The afternoon panels continued with Session 3, which featured Mikayla Aquino’s ‘26 autoethnographic project on inclusive engagement for BIPOC, multilingual, and special education students, Dina Isakov’s ‘26 work building ACCESStem to expand STEM pathways to higher education, and Florianny Norman Reyes’ ‘26 research on Spanish-language interventions and academic self-concept in multilingual learners. Session 4 closed the formal academic program with Rita D’Agostino ‘26 examining power and inequality through the lens of family court, Lucy Koester ‘26 interrogating the ethics of institutional community partnership through her work with the New London Homeless Hospitality Center, and Olivia McDonald ‘26 presenting on housing insecurity in America.

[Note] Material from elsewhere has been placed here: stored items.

// envlayer: Layered environment variable access
//
// SPDX-FileCopyrightText: 2026 Romeo Ahmed
// SPDX-License-Identifier: GPL-3.0-or-later

//! The layered environment and its typed accessors.
//!
//! # Architecture
//!
//! ```text
//! get(name)
//!    |
//!    v
//! overrides: RwLock<BTreeMap<folded name, OverrideEntry>>
//!    |  Value(v) -> Some(v)      Hidden -> None
//!    | (no entry)
//!    v
//! snapshot: Arc<Snapshot>  (+ folded index when case-insensitive)
//!    |  hit -> Some(v)   miss -> None
//!
//! get_int / get_float / get_list   -> parse::*
//! *_or(default)                    -> Defaulted<T>
//! must_*                           -> EnvResult<T>
//! ```

use std::collections::BTreeMap;
use std::sync::{Arc, PoisonError, RwLock, RwLockReadGuard, RwLockWriteGuard};

use serde::{Serialize, Serializer};

use super::guard::OverrideGuard;
use super::options::EnvOptions;
use super::snapshot::Snapshot;
use super::types::{Defaulted, KeyCase, Layer, Override, OverrideEntry, ValueKind};
use crate::error::{EnvError, EnvResult, ParseError};
use crate::parse;

type OverrideTable = BTreeMap<String, OverrideEntry>;

/// Environment variables layered as overrides over a snapshot.
///
/// Reads consult the override table first, then the snapshot. Writes only
/// touch the override table; the real process environment is never modified.
///
/// # Thread Safety
/// `Environment` is `Send` and `Sync`. The override table is behind a
/// `RwLock`, the snapshot is shared through an `Arc`.
#[derive(Debug)]
pub struct Environment {
    snapshot: Arc<Snapshot>,
    /// Folded name to snapshot name, present only for case-insensitive matching.
    folded: Option<Arc<BTreeMap<String, String>>>,
    overrides: RwLock<OverrideTable>,
    options: EnvOptions,
}

impl Default for Environment {
    fn default() -> Self {
        Self::from_process()
    }
}

impl Clone for Environment {
    /// Forks the environment: the snapshot is shared, the override table is copied.
    fn clone(&self) -> Self {
        Self {
            snapshot: Arc::clone(&self.snapshot),
            folded: self.folded.clone(),
            overrides: RwLock::new(self.read_overrides().clone()),
            options: self.options,
        }
    }
}

impl Environment {
    /// Layers an empty override table over the process snapshot.
    #[must_use]
    pub fn from_process() -> Self {
        Self::with_options(Snapshot::process(), EnvOptions::default())
    }

    /// Creates an environment with no snapshot variables.
    #[must_use]
    pub fn empty() -> Self {
        Self::with_options(Snapshot::empty(), EnvOptions::default())
    }

    /// Creates an environment whose snapshot holds `vars`.
    #[must_use]
    pub fn from_map(vars: BTreeMap<String, String>) -> Self {
        Self::with_options(Snapshot::from_map(vars), EnvOptions::default())
    }

    /// Creates an environment over `snapshot` with explicit options.
    #[must_use]
    pub fn with_options(snapshot: impl Into<Arc<Snapshot>>, options: EnvOptions) -> Self {
        let snapshot = snapshot.into();
        let key_case = options.key_case();
        let folded = match key_case {
            KeyCase::Sensitive => None,
            KeyCase::Insensitive => Some(Arc::new(
                snapshot
                    .iter()
                    .map(|(name, _)| (key_case.fold(name).into_owned(), name.to_owned()))
                    .collect(),
            )),
        };

        Self {
            snapshot,
            folded,
            overrides: RwLock::new(BTreeMap::new()),
            options,
        }
    }

    #[must_use]
    pub const fn options(&self) -> &EnvOptions {
        &self.options
    }

    /// Returns the underlying snapshot, without overrides.
    #[must_use]
    pub fn snapshot(&self) -> &Snapshot {
        &self.snapshot
    }

    fn read_overrides(&self) -> RwLockReadGuard<'_, OverrideTable> {
        self.overrides
            .read()
            .unwrap_or_else(PoisonError::into_inner)
    }

    fn write_overrides(&self) -> RwLockWriteGuard<'_, OverrideTable> {
        self.overrides
            .write()
            .unwrap_or_else(PoisonError::into_inner)
    }

    fn snapshot_get(&self, name: &str) -> Option<&str> {
        match &self.folded {
            Some(index) => {
                let key = self.options.key_case().fold(name);
                index
                    .get(&*key)
                    .and_then(|original| self.snapshot.get(original))
            }
            None => self.snapshot.get(name),
        }
    }

    // --- Raw lookup ---

    /// Gets a variable together with the layer that supplied it.
    #[must_use]
    pub fn lookup(&self, name: &str) -> Option<(String, Layer)> {
        let key = self.options.key_case().fold(name);

        let found = match self.read_overrides().get(&*key) {
            Some(entry) => match &entry.state {
                Override::Value(value) => Some((value.clone(), Layer::Override)),
                Override::Hidden => None,
            },
            None => self
                .snapshot_get(name)
                .map(|value| (value.to_owned(), Layer::Snapshot)),
        };

        tracing::trace!(var = name, layer = ?found.as_ref().map(|(_, layer)| *layer), "env lookup");
        found
    }

    /// Gets a variable, override first.
    #[must_use]
    pub fn get(&self, name: &str) -> Option<String> {
        self.lookup(name).map(|(value, _)| value)
    }

    /// Returns true if `get` would find the variable.
    #[must_use]
    pub fn contains(&self, name: &str) -> bool {
        self.lookup(name).is_some()
    }

    // --- Override table ---

    /// Sets an override, shadowing any snapshot value.
    pub fn set(&self, name: impl Into<String>, value: impl Into<String>) -> &Self {
        let name = name.into();
        tracing::debug!(var = %name, "setting env override");
        self.replace_override(name, Some(Override::Value(value.into())));
        self
    }

    /// Hides a variable: `get` reports it missing even if the snapshot has it.
    pub fn hide(&self, name: impl Into<String>) -> &Self {
        let name = name.into();
        tracing::debug!(var = %name, "hiding env variable");
        self.replace_override(name, Some(Override::Hidden));
        self
    }

    /// Removes an override, revealing the snapshot value again.
    pub fn unset(&self, name: &str) -> &Self {
        if self.replace_override(name.to_owned(), None).is_some() {
            tracing::debug!(var = name, "removed env override");
        }
        self
    }

    /// Removes every override.
    pub fn clear_overrides(&self) {
        let mut overrides = self.write_overrides();
        tracing::debug!(count = overrides.len(), "clearing env overrides");
        overrides.clear();
    }

    /// Sets an override until the returned guard is dropped.
    #[must_use = "the override is reverted when the guard is dropped"]
    pub fn override_scoped(
        &self,
        name: impl Into<String>,
        value: impl Into<String>,
    ) -> OverrideGuard<'_> {
        let name = name.into();
        let previous = self.replace_override(name.clone(), Some(Override::Value(value.into())));
        OverrideGuard::new(self, name, previous)
    }

    /// Hides a variable until the returned guard is dropped.
    #[must_use = "the variable reappears when the guard is dropped"]
    pub fn hide_scoped(&self, name: impl Into<String>) -> OverrideGuard<'_> {
        let name = name.into();
        let previous = self.replace_override(name.clone(), Some(Override::Hidden));
        OverrideGuard::new(self, name, previous)
    }

    /// Installs or removes the override for `name`, returning the previous entry.
    pub(super) fn replace_override(
        &self,
        name: String,
        state: Option<Override>,
    ) -> Option<OverrideEntry> {
        let key = self.options.key_case().fold(&name).into_owned();
        let mut overrides = self.write_overrides();
        match state {
            Some(state) => overrides.insert(key, OverrideEntry { name, state }),
            None => overrides.remove(&key),
        }
    }

    /// Puts back an entry captured by [`replace_override`](Self::replace_override).
    pub(super) fn restore_override(&self, name: &str, previous: Option<OverrideEntry>) {
        let key = self.options.key_case().fold(name).into_owned();
        let mut overrides = self.write_overrides();
        match previous {
            Some(entry) => {
                overrides.insert(key, entry);
            }
            None => {
                overrides.remove(&key);
            }
        }
    }

    // --- Typed accessors ---

    /// Gets a variable as an integer, detecting the base from its prefix.
    ///
    /// Returns `Ok(None)` if the variable is missing.
    ///
    /// # Errors
    ///
    /// Returns a [`ParseError`] if the variable is present but not an integer.
    pub fn get_int(&self, name: &str) -> Result<Option<i64>, ParseError> {
        self.get(name).map(|s| parse::parse_int(&s)).transpose()
    }

    /// Gets a variable as a float.
    ///
    /// Returns `Ok(None)` if the variable is missing.
    ///
    /// # Errors
    ///
    /// Returns a [`ParseError`] if the variable is present but not a float.
    pub fn get_float(&self, name: &str) -> Result<Option<f64>, ParseError> {
        self.get(name).map(|s| parse::parse_float(&s)).transpose()
    }

    /// Gets a variable as an integer, substituting `default` if it is
    /// missing or malformed.
    #[must_use]
    pub fn get_int_or(&self, name: &str, default: i64) -> Defaulted<i64> {
        defaulted(name, self.get_int(name), default)
    }

    /// Gets a variable as a float, substituting `default` if it is missing
    /// or malformed.
    #[must_use]
    pub fn get_float_or(&self, name: &str, default: f64) -> Defaulted<f64> {
        defaulted(name, self.get_float(name), default)
    }

    /// Gets a variable as a list split on the configured delimiter.
    ///
    /// An escaped delimiter (`\:`) stays in the item. An empty value yields
    /// an empty list, which is distinct from a missing variable.
    #[must_use]
    pub fn get_list(&self, name: &str) -> Option<Vec<String>> {
        self.get(name)
            .map(|s| parse::split_list(&s, self.options.list_delimiter()))
    }

    // --- Required accessors ---

    /// Gets a variable that must be present.
    ///
    /// # Errors
    ///
    /// Returns [`EnvError::Required`] if the variable is missing.
    pub fn must_get(&self, name: &str) -> EnvResult<String> {
        self.get(name).ok_or_else(|| EnvError::required(name))
    }

    /// Gets an integer variable that must be present and valid.
    ///
    /// # Errors
    ///
    /// Returns [`EnvError::Required`] if missing, [`EnvError::Malformed`] if
    /// not an integer.
    pub fn must_get_int(&self, name: &str) -> EnvResult<i64> {
        self.get_int(name)
            .map_err(|e| EnvError::malformed(name, ValueKind::Int, e))?
            .ok_or_else(|| EnvError::required(name))
    }

    /// Gets an integer variable, falling back to `default` only if missing.
    ///
    /// # Errors
    ///
    /// Returns [`EnvError::Malformed`] if the variable is present but not an
    /// integer.
    pub fn must_get_int_or(&self, name: &str, default: i64) -> EnvResult<i64> {
        let result = self.get_int_or(name, default);
        match result.error {
            Some(e) => Err(EnvError::malformed(name, ValueKind::Int, e)),
            None => Ok(result.value),
        }
    }

    /// Gets a float variable that must be present and valid.
    ///
    /// # Errors
    ///
    /// Returns [`EnvError::Required`] if missing, [`EnvError::Malformed`] if
    /// not a float.
    pub fn must_get_float(&self, name: &str) -> EnvResult<f64> {
        self.get_float(name)
            .map_err(|e| EnvError::malformed(name, ValueKind::Float, e))?
            .ok_or_else(|| EnvError::required(name))
    }

    /// Gets a list variable that must be present.
    ///
    /// # Errors
    ///
    /// Returns [`EnvError::Required`] if the variable is missing.
    pub fn must_get_list(&self, name: &str) -> EnvResult<Vec<String>> {
        self.get_list(name).ok_or_else(|| EnvError::required(name))
    }

    // --- Bulk views ---

    /// Returns the effective variables: snapshot with overrides applied.
    #[must_use]
    pub fn all(&self) -> BTreeMap<String, String> {
        let key_case = self.options.key_case();
        let overrides = self.read_overrides();

        let mut vars: BTreeMap<String, String> = self
            .snapshot
            .iter()
            .filter(|(name, _)| !overrides.contains_key(&*key_case.fold(name)))
            .map(|(name, value)| (name.to_owned(), value.to_owned()))
            .collect();

        for entry in overrides.values() {
            if let Override::Value(value) = &entry.state {
                vars.insert(entry.name.clone(), value.clone());
            }
        }

        vars
    }

    /// Returns the number of active overrides, hidden variables included.
    #[must_use]
    pub fn override_count(&self) -> usize {
        self.read_overrides().len()
    }
}

fn defaulted<T>(name: &str, parsed: Result<Option<T>, ParseError>, default: T) -> Defaulted<T> {
    match parsed {
        Ok(Some(value)) => Defaulted::parsed(value),
        Ok(None) => Defaulted::missing(default),
        Err(e) => {
            tracing::warn!(var = name, error = %e, "malformed env variable, using default");
            Defaulted::malformed(default, e)
        }
    }
}

impl Serialize for Environment {
    fn serialize<S>(&self, serializer: S) -> std::result::Result<S::Ok, S::Error>
    where
        S: Serializer,
    {
        self.all().serialize(serializer)
    }
}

The day closed with the Keynote Address and Reception at the Lynch 1962 Room, where guests gathered for refreshments and remarks from keynote speaker Chris Soto, an educational consultant and former Senior Advisor to U.S. Secretary of Education Miguel Cardona. Soto, who also served as a State Representative for New London in the Connecticut General Assembly and founded Higher Edge, a college-access organization for first-generation students in eastern Connecticut, brought a perspective rooted in both policy experience and deep local ties. His speech message was ‘Do what you say you’re going to do and do it well. ‘ The reception also honored PICA scholars and Holleran Center leaders for their contributions over the course of the year.

For the Holleran Center, the Showcase is not just a culminating event, it is an argument, made visible, for what civic education at a liberal arts college can look like when it takes community partnership seriously. With over 170 people in attendance on a sunny April afternoon, it is an argument that appears to be landing.